__Problem__:
Examine the records below and count how many lines contain the string "matches". Give only the number.

[Stored items]
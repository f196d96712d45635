//! Storage-specific error types for SQLite operations.
//!
//! This module provides error types that wrap Diesel-specific errors and convert
//! them to the database-agnostic error types defined in `helpdesk_core`.

use diesel::result::Error as DieselError;
use thiserror::Error;
use helpdesk_core::errors::{DatabaseError, Error};

/// Storage-specific errors that wrap Diesel and r2d2 types.
///
/// These errors are internal to the storage layer and are converted to
/// `helpdesk_core::Error` before being returned to callers.
#[derive(Error, Debug)]
pub enum StorageError {
    #[error("Database connection failed: {0}")]
    ConnectionFailed(#[from] diesel::ConnectionError),

    #[error("Connection pool error: {0}")]
    PoolError(#[from] r2d2::Error),

    #[error("Query execution failed: {0}")]
    QueryFailed(#[from] DieselError),

    #[error("Migration failed: {0}")]
    MigrationFailed(String),

    #[error("Serialization error: {0}")]
    SerializationError(#[from] serde_json::Error),

    #[error("I/O error: {0}")]
    Io(#[from] std::io::Error),

    /// A core error raised inside a write job; passed back unchanged.
    #[error(transparent)]
    Core(#[from] Error),
}

impl From<StorageError> for Error {
    fn from(err: StorageError) -> Self {
        match err {
            StorageError::ConnectionFailed(e) => {
                Error::Database(DatabaseError::ConnectionFailed(e.to_string()))
            }
            StorageError::PoolError(e) => {
                Error::Database(DatabaseError::PoolCreationFailed(e.to_string()))
            }
            StorageError::QueryFailed(DieselError::NotFound) => {
                Error::Database(DatabaseError::NotFound("Record not found".to_string()))
            }
            StorageError::QueryFailed(DieselError::DatabaseError(
                diesel::result::DatabaseErrorKind::UniqueViolation,
                info,
            )) => Error::Database(DatabaseError::UniqueViolation(info.message().to_string())),
            StorageError::QueryFailed(e) => {
                Error::Database(DatabaseError::QueryFailed(e.to_string()))
            }
            StorageError::MigrationFailed(e) => Error::Database(DatabaseError::MigrationFailed(e)),
            StorageError::SerializationError(e) => {
                Error::Database(DatabaseError::Internal(e.to_string()))
            }
            StorageError::Io(e) => Error::Database(DatabaseError::ConnectionFailed(e.to_string())),
            StorageError::Core(e) => e,
        }
    }
}

/// Extension trait for easily converting Diesel Results to core Results.
///
/// This provides a `.into_core()` method on any `Result<T, diesel::result::Error>`
/// which handles the conversion through StorageError.
pub trait IntoCore<T> {
    fn into_core(self) -> helpdesk_core::Result<T>;
}

impl<T> IntoCore<T> for std::result::Result<T, DieselError> {
    fn into_core(self) -> helpdesk_core::Result<T> {
        self.map_err(|e| StorageError::from(e).into())
    }
}

impl<T> IntoCore<T> for std::result::Result<T, r2d2::Error> {
    fn into_core(self) -> helpdesk_core::Result<T> {
        self.map_err(|e| StorageError::from(e).into())
    }
}

#[cfg(test)]
mod tests {
    use super::*;

    #[test]
    fn test_not_found_maps_to_core_not_found() {
        let err: Error = StorageError::QueryFailed(DieselError::NotFound).into();
        assert!(matches!(err, Error::Database(DatabaseError::NotFound(_))));
    }

    #[test]
    fn test_core_errors_pass_through_unchanged() {
        let err: Error = StorageError::from(Error::InvalidArgument("bad".to_string())).into();
        assert!(matches!(err, Error::InvalidArgument(msg) if msg == "bad"));
    }
}
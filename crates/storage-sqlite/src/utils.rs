//! Timestamp helpers for TEXT columns.
//!
//! Timestamps are stored as fixed-width RFC 3339 strings in UTC with
//! microsecond precision, so lexical order matches chronological order and
//! range filters can run on the raw column.

use chrono::{DateTime, SecondsFormat, Utc};

pub fn format_timestamp(instant: DateTime<Utc>) -> String {
    instant.to_rfc3339_opts(SecondsFormat::Micros, true)
}

pub fn parse_timestamp(value: &str) -> Option<DateTime<Utc>> {
    DateTime::parse_from_rfc3339(value)
        .map(|dt| dt.with_timezone(&Utc))
        .ok()
}

#[cfg(test)]
mod tests {
    use super::*;
    use chrono::{Duration, TimeZone};

    #[test]
    fn test_formatted_timestamps_sort_chronologically() {
        let base = Utc.with_ymd_and_hms(2024, 1, 9, 23, 59, 59).unwrap();
        let earlier = format_timestamp(base);
        let later = format_timestamp(base + Duration::milliseconds(1));
        let much_later = format_timestamp(base + Duration::days(2));

        assert_eq!(earlier, "2024-01-09T23:59:59.000000Z");
        assert!(earlier < later);
        assert!(later < much_later);
    }

    #[test]
    fn test_parse_accepts_offsets() {
        let parsed = parse_timestamp("2024-01-10T02:00:00+02:00").unwrap();
        assert_eq!(parsed, Utc.with_ymd_and_hms(2024, 1, 10, 0, 0, 0).unwrap());
        assert!(parse_timestamp("yesterday").is_none());
    }
}
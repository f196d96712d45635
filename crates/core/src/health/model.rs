//! Health scoring domain models.
//!
//! This module contains the data structures produced by the scoring engine:
//! - Named signals and the recommendation tiers derived from a score
//! - Per-sub-account health scores and their component metrics
//! - Tenant-wide rollups and confusion topics

use chrono::{DateTime, Utc};
use serde::{Deserialize, Serialize};

// =============================================================================
// Signals
// =============================================================================

/// A behavioral pattern that moved the score.
#[derive(Debug, Clone, Copy, PartialEq, Eq, Hash, Serialize, Deserialize)]
#[serde(rename_all = "SCREAMING_SNAKE_CASE")]
pub enum HealthSignal {
    ActiveLearner,
    CompletingGuides,
    HealthyAiUsage,
    AiEffective,
    LowTicketVolume,
    ConsistentEngagement,
    ExcessiveSearching,
    RepeatSearches,
    AiNotHelping,
    HighTicketVolume,
    CriticalTickets,
    LowEngagement,
    AiSpamWithoutReading,
}

impl HealthSignal {
    /// Human-readable explanation shown next to a score.
    pub fn label(&self) -> &'static str {
        match self {
            HealthSignal::ActiveLearner => "Active learner",
            HealthSignal::CompletingGuides => "Completing guides",
            HealthSignal::HealthyAiUsage => "Healthy AI usage",
            HealthSignal::AiEffective => "AI assistant is effective",
            HealthSignal::LowTicketVolume => "Low support ticket volume",
            HealthSignal::ConsistentEngagement => "Consistent weekly engagement",
            HealthSignal::ExcessiveSearching => "Excessive searching",
            HealthSignal::RepeatSearches => "Repeat searches for the same topic",
            HealthSignal::AiNotHelping => "AI assistant not helping",
            HealthSignal::HighTicketVolume => "High support ticket volume",
            HealthSignal::CriticalTickets => "Critical tickets submitted",
            HealthSignal::LowEngagement => "Low engagement",
            HealthSignal::AiSpamWithoutReading => "Heavy AI usage without reading guides",
        }
    }

    pub fn is_positive(&self) -> bool {
        matches!(
            self,
            HealthSignal::ActiveLearner
                | HealthSignal::CompletingGuides
                | HealthSignal::HealthyAiUsage
                | HealthSignal::AiEffective
                | HealthSignal::LowTicketVolume
                | HealthSignal::ConsistentEngagement
        )
    }
}

impl std::fmt::Display for HealthSignal {
    fn fmt(&self, f: &mut std::fmt::Formatter<'_>) -> std::fmt::Result {
        write!(f, "{}", self.label())
    }
}

// =============================================================================
// Recommendation Tier
// =============================================================================

/// Advisory band derived from a score.
#[derive(Debug, Clone, Copy, PartialEq, Eq, Hash, Serialize, Deserialize)]
#[serde(rename_all = "SCREAMING_SNAKE_CASE")]
pub enum RecommendationTier {
    Healthy,
    NeedsAttention,
    AtRisk,
    Critical,
    Emergency,
}

impl RecommendationTier {
    /// Tier for a clamped score; the first threshold met wins.
    pub fn from_score(score: u8) -> Self {
        match score {
            80..=u8::MAX => RecommendationTier::Healthy,
            60..=79 => RecommendationTier::NeedsAttention,
            40..=59 => RecommendationTier::AtRisk,
            20..=39 => RecommendationTier::Critical,
            _ => RecommendationTier::Emergency,
        }
    }

    pub fn label(&self) -> &'static str {
        match self {
            RecommendationTier::Healthy => "Healthy",
            RecommendationTier::NeedsAttention => "Needs Attention",
            RecommendationTier::AtRisk => "At Risk",
            RecommendationTier::Critical => "Critical",
            RecommendationTier::Emergency => "Emergency",
        }
    }

    /// Fixed advisory message for the tier.
    pub fn message(&self) -> &'static str {
        match self {
            RecommendationTier::Healthy => {
                "Healthy: this account is self-serving well. Keep content fresh and check in periodically."
            }
            RecommendationTier::NeedsAttention => {
                "Needs Attention: some friction detected. Review recent searches and consider a proactive check-in."
            }
            RecommendationTier::AtRisk => {
                "At Risk: this account is struggling to self-serve. Schedule a training session."
            }
            RecommendationTier::Critical => {
                "Critical: support load is high. Reach out directly and review open tickets."
            }
            RecommendationTier::Emergency => {
                "Emergency: immediate intervention required. Escalate to the account owner today."
            }
        }
    }
}

impl std::fmt::Display for RecommendationTier {
    fn fmt(&self, f: &mut std::fmt::Formatter<'_>) -> std::fmt::Result {
        write!(f, "{}", self.label())
    }
}

// =============================================================================
// Health Score
// =============================================================================

/// Component metrics reported alongside the score.
///
/// `confusion_signals` is a sum of rule contributions and may exceed 100.
#[derive(Debug, Clone, Copy, PartialEq, Eq, Default, Serialize, Deserialize)]
#[serde(rename_all = "camelCase")]
pub struct HealthMetrics {
    pub engagement: u32,
    pub confusion_signals: u32,
    pub support_load: u32,
    pub learning_progress: u32,
}

/// Health of one sub-account over a trailing window.
#[derive(Debug, Clone, PartialEq, Serialize, Deserialize)]
#[serde(rename_all = "camelCase")]
pub struct HealthScore {
    pub sub_account_id: String,
    /// Clamped to `0..=100`.
    pub score: u8,
    pub metrics: HealthMetrics,
    pub positive_signals: Vec<String>,
    pub negative_signals: Vec<String>,
    pub tier: RecommendationTier,
    pub recommendation: String,
    pub last_calculated: DateTime<Utc>,
}

// =============================================================================
// Tenant Rollup
// =============================================================================

/// Aggregate health of a tenant's sub-accounts.
#[derive(Debug, Clone, PartialEq, Default, Serialize, Deserialize)]
#[serde(rename_all = "camelCase")]
pub struct TenantHealthSummary {
    pub total_accounts: usize,
    /// Arithmetic mean of the scores; 0 when there are none.
    pub average_score: f64,
    /// Score >= 60.
    pub healthy_count: usize,
    /// 40 <= score < 60.
    pub at_risk_count: usize,
    /// Score < 40.
    pub critical_count: usize,
}

/// Rollup plus the per-account scores it was built from, worst first.
#[derive(Debug, Clone, PartialEq, Serialize, Deserialize)]
#[serde(rename_all = "camelCase")]
pub struct TenantHealthReport {
    pub tenant_id: String,
    pub summary: TenantHealthSummary,
    pub scores: Vec<HealthScore>,
}

// =============================================================================
// Confusion Topics
// =============================================================================

/// A word that keeps coming up in searches and negative AI feedback.
#[derive(Debug, Clone, PartialEq, Eq, Serialize, Deserialize)]
#[serde(rename_all = "camelCase")]
pub struct ConfusionTopic {
    pub topic: String,
    pub count: u32,
}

__Completed task__:
4